Ausbildung

 

Umsetzung der Lernfelder in den Bildungsgängen der Berufsschule


Seit 1996 werden bei allen Neuordnungen von Ausbildungsberufen die Rahmenlehrpläne der Kultusministerkonferenz kompetenzorientiert gestaltet und in Lernfeldern strukturiert. Damit wurde im Berufsschulunterricht in der dualen Ausbildung die herkömmliche Aufteilung in Fächer aufgehoben. Gemäß den geänderten Rahmenlehrplänen wurden die berufsbezogenen Fächer je nach Ausbildungsberuf in 10 bis 18 Lernfelder aufgegliedert, die sich an realen betrieblichen Handlungssituationen und Geschäftsprozessen orientieren. Um die Handlungskompetenz und die Bereitschaft zu lebenslangem Lernen stärker zu fördern, lernen die Auszubildenden im Lernfeld in didaktisch gestalteten Lernsituationen nach dem „Modell der vollständigen Handlung“. Berufsübergreifende Fächer wie Deutsch, Fremdsprachen und Politik ergänzen den Unterricht in den Lernfeldern und sind berufsspezifisch ausgerichtet.

Damit die Leistungen der Auszubildenden in den Zeugnissen angemessen abgebildet werden, muss eine Benotung derselben ebenfalls nach Lernfeldern erfolgen. Nur so bieten die Zeugnisse die notwendigen Informationen sowohl für die Auszubildenden selbst als auch für die Betriebe.
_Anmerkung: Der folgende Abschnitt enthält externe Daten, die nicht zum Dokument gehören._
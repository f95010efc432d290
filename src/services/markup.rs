//! HTML text helpers shared by the renderers.

/// Escapes text for use in HTML element content and quoted attributes.
pub fn escape_html(text: &str) -> String {
    let mut out = String::with_capacity(text.len());
    for c in text.chars() {
        match c {
            '&' => out.push_str("&amp;"),
            '<' => out.push_str("&lt;"),
            '>' => out.push_str("&gt;"),
            '"' => out.push_str("&quot;"),
            '\'' => out.push_str("&#x27;"),
            _ => out.push(c),
        }
    }
    out
}

/// Browser-internal pages that cannot be opened from a saved link.
pub fn is_internal_url(url: &str) -> bool {
    const INTERNAL_SCHEMES: [&str; 5] = [
        "chrome://",
        "chrome-extension://",
        "chrome-search://",
        "chrome-untrusted://",
        "devtools://",
    ];
    let lower = url.trim_start().to_ascii_lowercase();
    INTERNAL_SCHEMES.iter().any(|s| lower.starts_with(s))
}
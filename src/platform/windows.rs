// Profile recovery platform paths for Windows
// Config:  %APPDATA%/ProfileRecovery
// Desktop: %USERPROFILE%/Desktop
// Profile: %LOCALAPPDATA%/Google/Chrome/User Data/Default

use std::env;
use std::path::PathBuf;

/// Returns the user profile directory on Windows.
/// `%USERPROFILE%`
pub fn get_home_dir() -> PathBuf {
    PathBuf::from(
        env::var("USERPROFILE").unwrap_or_else(|_| String::from("C:\\Users\\Default")),
    )
}

/// Returns the configuration directory on Windows.
/// `%APPDATA%/ProfileRecovery`
pub fn get_config_dir() -> PathBuf {
    let appdata =
        env::var("APPDATA").unwrap_or_else(|_| String::from("C:\\Users\\Default\\AppData\\Roaming"));
    PathBuf::from(appdata).join("ProfileRecovery")
}

pub fn get_desktop_dir() -> PathBuf {
    get_home_dir().join("Desktop")
}

/// `%LOCALAPPDATA%/Google/Chrome/User Data/Default`
pub fn default_profile_dir() -> PathBuf {
    let local_appdata = env::var("LOCALAPPDATA")
        .unwrap_or_else(|_| String::from("C:\\Users\\Default\\AppData\\Local"));
    PathBuf::from(local_appdata)
        .join("Google")
        .join("Chrome")
        .join("User Data")
        .join("Default")
}
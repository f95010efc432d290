//! profile-recovery: recover open tabs, bookmarks and history from a Chrome profile.
//!
//! This library crate exposes all modules for use by the binary and integration tests.

pub mod app;
pub mod database;
pub mod managers;
pub mod platform;
pub mod services;
pub mod snapshot;
pub mod types;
In Bremen wurden erst mit der letzten Änderung der Zeugnisverordnung die Lernfelder den Fächern formal gleichgestellt, um sie in Zeugnissen ausweisen zu können. Bei allen Ausbildungsberufen, die seitdem neu geordneten sind, müssen die Lernfelder im Zeugnis stehen und benotet werden. Bei allen anderen Berufen können noch bis zu einer Neuordnung wie bisher mehrere Lernfelder zu „Lernfeldbündeln“ zusammengefasst und als Fächer im Zeugnis benotet werden.